Another week another Sunday. A bit less hectic this week but still I feel like I am running a mental marathon and I just really want to reach the end. Which is tomorrow. I am heading back to Norway for a couple of days, so I can't organise in the apartment or clean anything or re-organise or purge. A definite good thing guys, things are getting out of hand. And on Sunday, a week from today, I celebrate another year. Turning 29 is going to be fun, I'm sure, and probably not much different than 28 has been, but then again, who knows.
This week has been one of the craziest in a long time. Way to start the year! Work, work, work, and at the same time tidy at home, organise, clean, recycle, exchange Christmas presents, getting my craft on, writing lists, new notebook, new planner, making dinner, a trip to IKEA, doing the dishes, planning. And all the rest. It's been a whirlwind, and gone so so fast, which has made me think about all these days that pass and eventually make up a life. Shall we try to be happy for all of them? I'm game if you are.
One of my favourite things is a fresh start, a blank slate of you like, and the ultimate fresh start has to be a new year. I'm still a fan of a new week and of course month, but nothing trumps the start of the year for feeling like it's time to make changes.
I'm not one for keeping NYE resolutions, more like a make them and break them girl.
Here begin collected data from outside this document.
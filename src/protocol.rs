/// Modbus protocol definitions
///
/// Function codes, exception codes and the data layout helpers shared by
/// client and server: bit packing (LSB-first within each byte), big-endian
/// register serialization, and the u32/f32 register-pair conversions.
use serde::{Deserialize, Serialize};
use std::fmt;

/// Modbus address type (0-65535)
pub type ModbusAddress = u16;

/// Modbus slave/unit identifier (0 = broadcast, 1-247 devices, 0xFF TCP)
pub type SlaveId = u8;

/// Modbus function codes supported by the engine
#[derive(Debug, Clone, Copy, PartialEq, Eq, Hash, Serialize, Deserialize)]
#[repr(u8)]
pub enum ModbusFunction {
    /// Read Coils (0x01)
    ReadCoils = 0x01,
    /// Read Discrete Inputs (0x02)
    ReadDiscreteInputs = 0x02,
    /// Read Holding Registers (0x03)
    ReadHoldingRegisters = 0x03,
    /// Read Input Registers (0x04)
    ReadInputRegisters = 0x04,
    /// Write Single Coil (0x05)
    WriteSingleCoil = 0x05,
    /// Write Single Register (0x06)
    WriteSingleRegister = 0x06,
    /// Write Multiple Coils (0x0F)
    WriteMultipleCoils = 0x0F,
    /// Write Multiple Registers (0x10)
    WriteMultipleRegisters = 0x10,
    /// Report Slave ID (0x11)
    ReportSlaveId = 0x11,
    /// Mask Write Register (0x16)
    MaskWriteRegister = 0x16,
    /// Write And Read Registers (0x17)
    WriteAndReadRegisters = 0x17,
}

impl ModbusFunction {
    /// Convert from a function code byte
    pub fn from_u8(value: u8) -> Option<Self> {
        match value {
            0x01 => Some(ModbusFunction::ReadCoils),
            0x02 => Some(ModbusFunction::ReadDiscreteInputs),
            0x03 => Some(ModbusFunction::ReadHoldingRegisters),
            0x04 => Some(ModbusFunction::ReadInputRegisters),
            0x05 => Some(ModbusFunction::WriteSingleCoil),
            0x06 => Some(ModbusFunction::WriteSingleRegister),
            0x0F => Some(ModbusFunction::WriteMultipleCoils),
            0x10 => Some(ModbusFunction::WriteMultipleRegisters),
            0x11 => Some(ModbusFunction::ReportSlaveId),
            0x16 => Some(ModbusFunction::MaskWriteRegister),
            0x17 => Some(ModbusFunction::WriteAndReadRegisters),
            _ => None,
        }
    }

    /// Function code byte
    pub fn to_u8(self) -> u8 {
        self as u8
    }

    /// Functions whose confirmation carries a data payload to decode
    pub fn is_read_function(self) -> bool {
        matches!(
            self,
            ModbusFunction::ReadCoils
                | ModbusFunction::ReadDiscreteInputs
                | ModbusFunction::ReadHoldingRegisters
                | ModbusFunction::ReadInputRegisters
                | ModbusFunction::WriteAndReadRegisters
                | ModbusFunction::ReportSlaveId
        )
    }

    /// Functions that modify server state
    pub fn is_write_function(self) -> bool {
        matches!(
            self,
            ModbusFunction::WriteSingleCoil
                | ModbusFunction::WriteSingleRegister
                | ModbusFunction::WriteMultipleCoils
                | ModbusFunction::WriteMultipleRegisters
                | ModbusFunction::MaskWriteRegister
                | ModbusFunction::WriteAndReadRegisters
        )
    }
}

impl fmt::Display for ModbusFunction {
    fn fmt(&self, f: &mut fmt::Formatter<'_>) -> fmt::Result {
        let name = match self {
            ModbusFunction::ReadCoils => "Read Coils",
            ModbusFunction::ReadDiscreteInputs => "Read Discrete Inputs",
            ModbusFunction::ReadHoldingRegisters => "Read Holding Registers",
            ModbusFunction::ReadInputRegisters => "Read Input Registers",
            ModbusFunction::WriteSingleCoil => "Write Single Coil",
            ModbusFunction::WriteSingleRegister => "Write Single Register",
            ModbusFunction::WriteMultipleCoils => "Write Multiple Coils",
            ModbusFunction::WriteMultipleRegisters => "Write Multiple Registers",
            ModbusFunction::ReportSlaveId => "Report Slave ID",
            ModbusFunction::MaskWriteRegister => "Mask Write Register",
            ModbusFunction::WriteAndReadRegisters => "Write And Read Registers",
        };
        write!(f, "{} (0x{:02X})", name, *self as u8)
    }
}

/// Standard Modbus exception codes
#[derive(Debug, Clone, Copy, PartialEq, Eq, Hash, Serialize, Deserialize)]
#[repr(u8)]
pub enum ModbusException {
    /// Function code not supported (0x01)
    IllegalFunction = 0x01,
    /// Address range outside the mapping (0x02)
    IllegalDataAddress = 0x02,
    /// Quantity or value outside the allowed range (0x03)
    IllegalDataValue = 0x03,
    /// Unrecoverable failure while servicing the request (0x04)
    ServerDeviceFailure = 0x04,
    /// Long-running request accepted, poll for completion (0x05)
    Acknowledge = 0x05,
    /// Server busy with a long-running command (0x06)
    ServerDeviceBusy = 0x06,
    /// Negative acknowledge, function cannot be performed (0x07)
    NegativeAcknowledge = 0x07,
    /// Memory parity error on extended file access (0x08)
    MemoryParityError = 0x08,
    /// Gateway path unavailable (0x0A)
    GatewayPathUnavailable = 0x0A,
    /// Gateway target device failed to respond (0x0B)
    GatewayTargetFailedToRespond = 0x0B,
}

impl ModbusException {
    /// Convert from an exception code byte; reserved and unknown codes map
    /// to `None` so callers can surface an invalid-exception error
    pub fn from_u8(value: u8) -> Option<Self> {
        match value {
            0x01 => Some(ModbusException::IllegalFunction),
            0x02 => Some(ModbusException::IllegalDataAddress),
            0x03 => Some(ModbusException::IllegalDataValue),
            0x04 => Some(ModbusException::ServerDeviceFailure),
            0x05 => Some(ModbusException::Acknowledge),
            0x06 => Some(ModbusException::ServerDeviceBusy),
            0x07 => Some(ModbusException::NegativeAcknowledge),
            0x08 => Some(ModbusException::MemoryParityError),
            0x0A => Some(ModbusException::GatewayPathUnavailable),
            0x0B => Some(ModbusException::GatewayTargetFailedToRespond),
            _ => None,
        }
    }

    /// Exception code byte
    pub fn to_u8(self) -> u8 {
        self as u8
    }

    /// Human-readable description
    pub fn description(self) -> &'static str {
        match self {
            ModbusException::IllegalFunction => "Illegal function",
            ModbusException::IllegalDataAddress => "Illegal data address",
            ModbusException::IllegalDataValue => "Illegal data value",
            ModbusException::ServerDeviceFailure => "Server device failure",
            ModbusException::Acknowledge => "Acknowledge",
            ModbusException::ServerDeviceBusy => "Server device busy",
            ModbusException::NegativeAcknowledge => "Negative acknowledge",
            ModbusException::MemoryParityError => "Memory parity error",
            ModbusException::GatewayPathUnavailable => "Gateway path unavailable",
            ModbusException::GatewayTargetFailedToRespond => "Gateway target failed to respond",
        }
    }
}

impl fmt::Display for ModbusException {
    fn fmt(&self, f: &mut fmt::Formatter<'_>) -> fmt::Result {
        write!(f, "{} (0x{:02X})", self.description(), *self as u8)
    }
}

/// Data conversion helpers for the Modbus data model
pub mod data_utils {
    /// Serialize registers big-endian, two bytes each
    pub fn registers_to_bytes(registers: &[u16]) -> Vec<u8> {
        let mut bytes = Vec::with_capacity(registers.len() * 2);
        for &register in registers {
            bytes.extend_from_slice(&register.to_be_bytes());
        }
        bytes
    }

    /// Deserialize big-endian register bytes; `None` on odd byte count
    pub fn bytes_to_registers(bytes: &[u8]) -> Option<Vec<u16>> {
        if bytes.len() % 2 != 0 {
            return None;
        }
        Some(
            bytes
                .chunks_exact(2)
                .map(|chunk| u16::from_be_bytes([chunk[0], chunk[1]]))
                .collect(),
        )
    }

    /// Pack bit values into bytes, LSB-first within each byte
    pub fn pack_bits(bits: &[bool]) -> Vec<u8> {
        let mut bytes = vec![0u8; (bits.len() + 7) / 8];
        for (i, &bit) in bits.iter().enumerate() {
            if bit {
                bytes[i / 8] |= 1 << (i % 8);
            }
        }
        bytes
    }

    /// Unpack `count` bit values from packed bytes, LSB-first
    pub fn unpack_bits(bytes: &[u8], count: usize) -> Vec<bool> {
        (0..count.min(bytes.len() * 8))
            .map(|i| bytes[i / 8] & (1 << (i % 8)) != 0)
            .collect()
    }

    /// Split a u32 across two registers, high word first
    pub fn u32_to_registers(value: u32) -> [u16; 2] {
        [(value >> 16) as u16, value as u16]
    }

    /// Combine a high/low register pair into a u32
    pub fn registers_to_u32(high: u16, low: u16) -> u32 {
        ((high as u32) << 16) | (low as u32)
    }

    /// Split an f32 across two registers, high word first
    pub fn f32_to_registers(value: f32) -> [u16; 2] {
        u32_to_registers(value.to_bits())
    }

    /// Combine a high/low register pair into an f32
    pub fn registers_to_f32(high: u16, low: u16) -> f32 {
        f32::from_bits(registers_to_u32(high, low))
    }
}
It does seem like a weird tradition to tell yourself what you can't do in the coming year, usually things you love, and what you should do more of, like going to the gym. Most of us set ourselves up for fail with crazy resolutions, and a long list of them. Being a list lover and a fan of round numbers I would normally give myself a list of 10 resolutions, all things I probably won't keep in the coming year. So I thought this year I would give myself some resolutions that I can keep without problem and rather whisper to myself the ones that might (will) get broken. I set off to make some resolutions and the only thing I could come up with was "take more pictures of people". So I'm sticking with that one. And the secret ones? Well there are the boring ones; eat healthy and go to the gym 3-4 times a week. The fun ones; travel more, try out new cuisines and restaurants. And the stayer; See Stonehenge. That has been on the list a couple of years and still I have never crossed it off. Why? I have no excuse, but hopefully this is the year.
So, a very short list of resolutions this year which is a bit bittersweet really, as the list lover in me has very itchy fingers and want to add to the list, you know to make it a nice looking list of 10. But no, let's try 2015 with only one resolution, and see how that goes.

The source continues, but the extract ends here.